大学からの帰り道。毎年呼んでいただいている、卒業したゼミの卒論発表会に今年も行った。いつも現役生の卒論は素晴らしい。着眼点も、先行研究の整理も、調査も、考察も。すごいし、もっと読みたいし、羨ましい。

羨しい。そう、羨ましい。

自分の中にあった感情に気づくと、それまでのホクホクとした気持ちがポロポロ散っていくのがわかった。

ひえ〜どうしよう。

甲州街道を歩きながら、涙が出てくる。

自分は、本当は大学院に行きたかったのかもしれない。

大学院に行って、もっと勉強したかったのだ。

なんやかんや、理由をつけてきた。早く社会人になりたいからとか、実家にお金がないからとか、自分が好きなのは研究じゃなくて勉強だからとか。そういうの、ぜーんぶ要らなかったのだ。知らなかった。セメントは、自分が大学院に行きたかったことを今日の今日まで気づかなかった。

涙が隠せなくなってきたので、ハンカチを取り出して拭う。今日行きがけに、コンビニで買ったハンカチだ。花粉症なのにハンカチを忘れて、これは辛いとファミリーマートに寄った。値段を見ずにレジへ持って行ったハンカチは、600円。高っ。やっぱりいいですと言えなかった。そういうとこだ。

今度は復路で、そのファミマの前をまた通り過ぎる。

ハンカチも驚いているだろう。鼻水を拭くために買われたのに、まさかその数時間後、甲州街道を人目も憚らず泣いている人間の涙を拭くことになろうとは。

大学院なんか、40歳でも50歳でも行ってる人いるじゃんって、思うでしょう。

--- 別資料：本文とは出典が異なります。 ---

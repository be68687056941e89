//! Per-channel detection buffering and the measurement-cycle trigger.

use crate::{
    error::{FusionError, Result},
    types::{ChannelId, DetectionBatch, Time},
};
use serde::{Deserialize, Serialize};
use std::collections::VecDeque;

/// Input buffering parameters.
#[derive(Clone, Copy, Debug, PartialEq, Serialize, Deserialize)]
#[serde(default)]
pub struct InputManagerConfig {
    /// A cycle is triggered once the oldest pending batch waited this long,
    /// even if some channels are silent (s)
    pub readiness_timeout: f64,
    /// Per-channel buffer capacity; the oldest batch is dropped on overflow
    pub max_buffered_batches: usize,
}

impl Default for InputManagerConfig {
    fn default() -> Self {
        Self {
            readiness_timeout: 0.1,
            max_buffered_batches: 8,
        }
    }
}

/// Static description of one input channel.
#[derive(Clone, Debug, PartialEq, Eq)]
pub struct InputChannel {
    pub name: String,
    pub short_name: String,
    pub can_spawn_new_tracker: bool,
}

struct ChannelBuffer {
    info: InputChannel,
    /// (batch, arrival time)
    pending: VecDeque<(DetectionBatch, Time)>,
    received: u64,
    dropped: u64,
}

/// Buffers batches from every channel and decides when a cycle may run.
pub struct InputManager {
    config: InputManagerConfig,
    channels: Vec<ChannelBuffer>,
    last_consumed: Option<Time>,
}

impl InputManager {
    pub fn new(config: InputManagerConfig, channels: Vec<InputChannel>) -> Result<Self> {
        if channels.is_empty() {
            return Err(FusionError::NoInputChannels);
        }
        Ok(Self {
            config,
            channels: channels
                .into_iter()
                .map(|info| ChannelBuffer {
                    info,
                    pending: VecDeque::new(),
                    received: 0,
                    dropped: 0,
                })
                .collect(),
            last_consumed: None,
        })
    }

    pub fn channel_count(&self) -> usize {
        self.channels.len()
    }

    pub fn channel(&self, index: usize) -> Result<&InputChannel> {
        self.channels
            .get(index)
            .map(|c| &c.info)
            .ok_or(FusionError::UnknownChannel(index))
    }

    pub fn is_channel_spawn_enabled(&self, index: usize) -> Result<bool> {
        self.channel(index).map(|c| c.can_spawn_new_tracker)
    }

    /// Timestamp of the newest batch handed out so far.
    pub fn last_consumed(&self) -> Option<Time> {
        self.last_consumed
    }

    /// Batches dropped because a channel buffer overflowed.
    pub fn dropped(&self, index: usize) -> Result<u64> {
        self.channels
            .get(index)
            .map(|c| c.dropped)
            .ok_or(FusionError::UnknownChannel(index))
    }

    /// Store `batch` for channel `index`. Returns whether a cycle is ready.
    pub fn push(&mut self, index: usize, mut batch: DetectionBatch, now: Time) -> Result<bool> {
        let capacity = self.config.max_buffered_batches.max(1);
        let channel = self
            .channels
            .get_mut(index)
            .ok_or(FusionError::UnknownChannel(index))?;
        batch.channel = ChannelId(index);
        if channel.pending.len() >= capacity {
            channel.pending.pop_front();
            channel.dropped += 1;
            tracing::warn!(channel = %channel.info.name, capacity, "input buffer full, dropping oldest batch");
        }
        channel.pending.push_back((batch, now));
        channel.received += 1;
        Ok(self.is_ready(now))
    }

    fn is_fresh(&self, t: Time) -> bool {
        self.last_consumed.map_or(true, |last| t > last)
    }

    /// Every channel holds a fresh batch, or the oldest pending batch has
    /// waited longer than the readiness timeout.
    pub fn is_ready(&self, now: Time) -> bool {
        let all_fresh = self.channels.iter().all(|c| {
            c.pending
                .iter()
                .any(|(batch, _)| self.is_fresh(batch.timestamp))
        });
        if all_fresh {
            return true;
        }
        self.channels
            .iter()
            .flat_map(|c| c.pending.iter().map(|(_, arrival)| *arrival))
            .fold(None, |oldest: Option<Time>, t| {
                Some(oldest.map_or(t, |o| o.min(t)))
            })
            .is_some_and(|oldest| now - oldest > self.config.readiness_timeout)
    }

    /// Drain all buffers if ready. Fresh batches come back ordered by
    /// timestamp (ties by channel index); stale ones are dropped.
    pub fn take_ready(&mut self, now: Time) -> Option<Vec<DetectionBatch>> {
        if !self.is_ready(now) {
            return None;
        }
        let last = self.last_consumed;
        let mut batches = Vec::new();
        for channel in &mut self.channels {
            for (batch, _) in channel.pending.drain(..) {
                if last.map_or(true, |l| batch.timestamp > l) {
                    batches.push(batch);
                } else {
                    tracing::debug!(
                        channel = %channel.info.name,
                        stamp = batch.timestamp,
                        "dropping stale batch"
                    );
                }
            }
        }
        // stable: equal stamps keep channel order
        batches.sort_by(|a, b| a.timestamp.total_cmp(&b.timestamp));
        if let Some(newest) = batches.last() {
            self.last_consumed = Some(newest.timestamp);
        }
        Some(batches)
    }
}

// ---------------------------------------------------------------------------
// Tests
// ---------------------------------------------------------------------------
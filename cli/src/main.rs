//! `objfusion` CLI: scenario runs, replay evaluation, a live threaded run and
//! config inspection.

mod sink;

use anyhow::{anyhow, Context, Result};
use clap::{Parser, Subcommand};
use fusion_core::{
    config::EngineConfig,
    engine::{MemorySink, ObjectSink, TrackerEngine},
    runtime::{self, event_channel, Clock, MonotonicClock},
    transform::TransformBuffer,
};
use sim::{
    playback::{play, PlaybackOptions, PlaybackReport},
    replay::{load_replay, save_replay, ReplayLog},
    scenarios::{Scenario, ScenarioKind},
};
use sink::JsonLinesSink;
use std::{
    fs::File,
    io::BufWriter,
    path::{Path, PathBuf},
    sync::{Arc, RwLock},
    thread,
    time::Duration,
};

#[derive(Parser)]
#[command(name = "objfusion", about = "Multi-channel object fusion CLI")]
struct Cli {
    #[command(subcommand)]
    command: Commands,
}

#[derive(Subcommand)]
enum Commands {
    /// Simulate a named scenario, track it offline and report metrics.
    RunScenario {
        #[arg(value_enum)]
        scenario: ScenarioKind,
        /// Random seed for reproducibility
        #[arg(long, default_value_t = 42)]
        seed: u64,
        /// Engine configuration (TOML); defaults otherwise
        #[arg(long)]
        config: Option<PathBuf>,
        /// Output metrics to a JSON file
        #[arg(long)]
        output: Option<PathBuf>,
        /// Write every published track set as JSON lines
        #[arg(long)]
        tracks: Option<PathBuf>,
        /// Also save the full replay log
        #[arg(long)]
        save_replay: Option<PathBuf>,
    },
    /// Load and replay a previously recorded scenario log.
    Replay {
        /// Path to replay JSON file
        input: PathBuf,
        #[arg(long)]
        config: Option<PathBuf>,
        /// Output metrics to a JSON file
        #[arg(long)]
        output: Option<PathBuf>,
        #[arg(long)]
        tracks: Option<PathBuf>,
    },
    /// Stream a scenario in real time through the threaded engine loop.
    Live {
        #[arg(value_enum)]
        scenario: ScenarioKind,
        #[arg(long, default_value_t = 42)]
        seed: u64,
        #[arg(long)]
        config: Option<PathBuf>,
        /// JSON-lines output; stdout if omitted
        #[arg(long)]
        tracks: Option<PathBuf>,
    },
    /// Print the effective engine configuration as TOML.
    PrintConfig {
        #[arg(long)]
        config: Option<PathBuf>,
    },
}

fn main() -> Result<()> {
    tracing_subscriber::fmt()
        .with_env_filter(tracing_subscriber::EnvFilter::from_default_env())
        .init();

    let cli = Cli::parse();

    match cli.command {
        Commands::RunScenario {
            scenario,
            seed,
            config,
            output,
            tracks,
            save_replay: save_path,
        } => {
            let base = load_config(config.as_deref())?;
            run_scenario(scenario, seed, base, output.as_deref(), tracks.as_deref(), save_path.as_deref())?;
        }
        Commands::Replay {
            input,
            config,
            output,
            tracks,
        } => {
            let base = load_config(config.as_deref())?;
            run_replay(&input, base, output.as_deref(), tracks.as_deref())?;
        }
        Commands::Live {
            scenario,
            seed,
            config,
            tracks,
        } => {
            let base = load_config(config.as_deref())?;
            run_live(scenario, seed, base, tracks.as_deref())?;
        }
        Commands::PrintConfig { config } => {
            let config = load_config(config.as_deref())?;
            // channel tables are filled per scenario, so an empty set is fine here
            if let Err(e) = config.validate() {
                tracing::warn!(error = %e, "configuration is incomplete");
            }
            print!("{}", toml::to_string_pretty(&config)?);
        }
    }

    Ok(())
}

fn load_config(path: Option<&Path>) -> Result<EngineConfig> {
    match path {
        Some(path) => EngineConfig::from_file(path)
            .with_context(|| format!("loading engine config {}", path.display())),
        None => Ok(EngineConfig::default()),
    }
}

fn run_scenario(
    kind: ScenarioKind,
    seed: u64,
    base: EngineConfig,
    output_path: Option<&Path>,
    tracks_path: Option<&Path>,
    replay_path: Option<&Path>,
) -> Result<()> {
    let scenario = Scenario::build(kind, seed);
    println!(
        "Running scenario '{}' (seed={}, duration={:.0}s, {} sensors)...",
        scenario.name,
        seed,
        scenario.duration,
        scenario.sensors.len()
    );

    let log = ReplayLog::record(&scenario);
    if let Some(rpath) = replay_path {
        save_replay(&log, rpath)?;
        println!("Replay saved to {}", rpath.display());
    }
    evaluate(&log, base, output_path, tracks_path)
}

fn run_replay(
    input: &Path,
    base: EngineConfig,
    output_path: Option<&Path>,
    tracks_path: Option<&Path>,
) -> Result<()> {
    let log = load_replay(input)?;
    println!(
        "Replaying '{}' ({} batches)...",
        log.scenario_name,
        log.batches.len()
    );
    evaluate(&log, base, output_path, tracks_path)
}

fn evaluate(
    log: &ReplayLog,
    base: EngineConfig,
    output_path: Option<&Path>,
    tracks_path: Option<&Path>,
) -> Result<()> {
    let start = std::time::Instant::now();
    let report = play(log, base, &PlaybackOptions::default())?;
    let elapsed = start.elapsed();
    print_report(&report, elapsed);

    if let Some(tpath) = tracks_path {
        let mut sink = JsonLinesSink::new(BufWriter::new(File::create(tpath)?));
        for output in &report.outputs {
            sink.publish(output);
        }
        sink.flush()?;
        println!("Tracks saved to {}", tpath.display());
    }

    if let Some(opath) = output_path {
        let json = serde_json::json!({
            "report": report,
            "elapsed_s": elapsed.as_secs_f64(),
            "rmse_position": report.metrics.rmse_position(),
            "rmse_speed": report.metrics.rmse_speed(),
            "precision": report.metrics.precision(),
            "recall": report.metrics.recall(),
            "class_accuracy": report.metrics.class_accuracy(),
        });
        std::fs::write(opath, serde_json::to_string_pretty(&json)?)?;
        println!("Metrics saved to {}", opath.display());
    }
    Ok(())
}

fn print_report(report: &PlaybackReport, elapsed: Duration) {
    let m = &report.metrics;
    println!(
        "Done: {} batches processed ({} skipped), {} published frames, {} tracks alive, elapsed={:.2}s",
        report.stats.batches_processed,
        report.stats.batches_skipped,
        report.published_frames,
        report.final_track_count,
        elapsed.as_secs_f64(),
    );
    println!(
        "Tracks: {} spawned, {} confirmed, {} pruned",
        report.stats.tracks_spawned, report.stats.tracks_confirmed, report.stats.tracks_pruned,
    );
    println!(
        "Metrics: RMSE pos={:.3}m speed={:.3}m/s  precision={:.3} recall={:.3}  class acc={:.3}  ID switches={}",
        m.rmse_position(),
        m.rmse_speed(),
        m.precision(),
        m.recall(),
        m.class_accuracy(),
        m.id_switches,
    );
}

/// Producer thread replays the recorded batches on the wall clock while the
/// engine runs its event loop on this thread.
fn run_live(kind: ScenarioKind, seed: u64, base: EngineConfig, tracks_path: Option<&Path>) -> Result<()> {
    let scenario = Scenario::build(kind, seed);
    let log = ReplayLog::record(&scenario);
    let config = log.engine_config(base);

    let mut tf = TransformBuffer::new(2.0);
    for spec in &log.sensors {
        tf.set_static(&log.ego_frame_id, &spec.frame_id, spec.mount);
    }
    let transforms = Arc::new(RwLock::new(tf));

    let sink: Box<dyn ObjectSink> = match tracks_path {
        Some(path) => Box::new(JsonLinesSink::new(BufWriter::new(File::create(path)?))),
        None => Box::new(JsonLinesSink::new(std::io::stdout())),
    };
    let tentative = MemorySink::with_subscribers(usize::from(config.publish_tentative_objects));
    let tentative_frames = tentative.handle();
    let mut engine =
        TrackerEngine::new(config, Arc::clone(&transforms), sink)?.with_tentative_sink(Box::new(tentative));

    eprintln!(
        "Streaming scenario '{}' for {:.0}s...",
        log.scenario_name, log.duration
    );
    let (handle, events) = event_channel();
    let clock = MonotonicClock::new();
    let producer = thread::spawn(move || -> Result<()> {
        let mut poses = log.ego_poses.iter().peekable();
        for timed in &log.batches {
            let wait = timed.arrival - clock.now();
            if wait > 0.0 {
                thread::sleep(Duration::from_secs_f64(wait));
            }
            {
                let mut tf = transforms
                    .write()
                    .map_err(|_| anyhow!("transform buffer poisoned"))?;
                while let Some((t, pose)) = poses.next_if(|(t, _)| *t <= timed.arrival) {
                    tf.set_transform(&log.world_frame_id, &log.ego_frame_id, *t, *pose);
                }
            }
            handle.send_detections(timed.channel, timed.batch.clone())?;
        }
        handle.shutdown()?;
        Ok(())
    });

    runtime::run(&mut engine, &clock, &events);
    producer
        .join()
        .map_err(|_| anyhow!("producer thread panicked"))??;

    let stats = engine.stats();
    let tentative_count = tentative_frames.lock().map(|f| f.len()).unwrap_or(0);
    eprintln!(
        "Done: {} cycles, {} batches processed, {} published ({} tentative sets), last cycle {}µs",
        stats.cycles, stats.batches_processed, stats.publishes, tentative_count, stats.last_cycle_us,
    );
    Ok(())
}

今からまた行けばいいじゃんって、思うでしょう。

セメントが後悔しているのは、そこじゃない。大学院へ行かなかったことそのものじゃない。大学院は今からだって行けばいいんだその通りだ。

セメントが後悔しているのは、あの頃のセメントが本当は大学院に行きたいと思っていたことを、セメント自身が気づいてあげられなかったことだ。セメントのことは、セメントしかわかってあげられないのに。それは、そのときにしかできないのに。

愚かだったな。ガソリンスタンドの強い光に、びしょびしょの顔を照らされながら考える。

外だからなんだ。私は泣くのを我慢なんかしないぞ。

妙に胸を張って、ローソンに寄ってから帰る。いちばんカロリーの高そうなアイスを買った。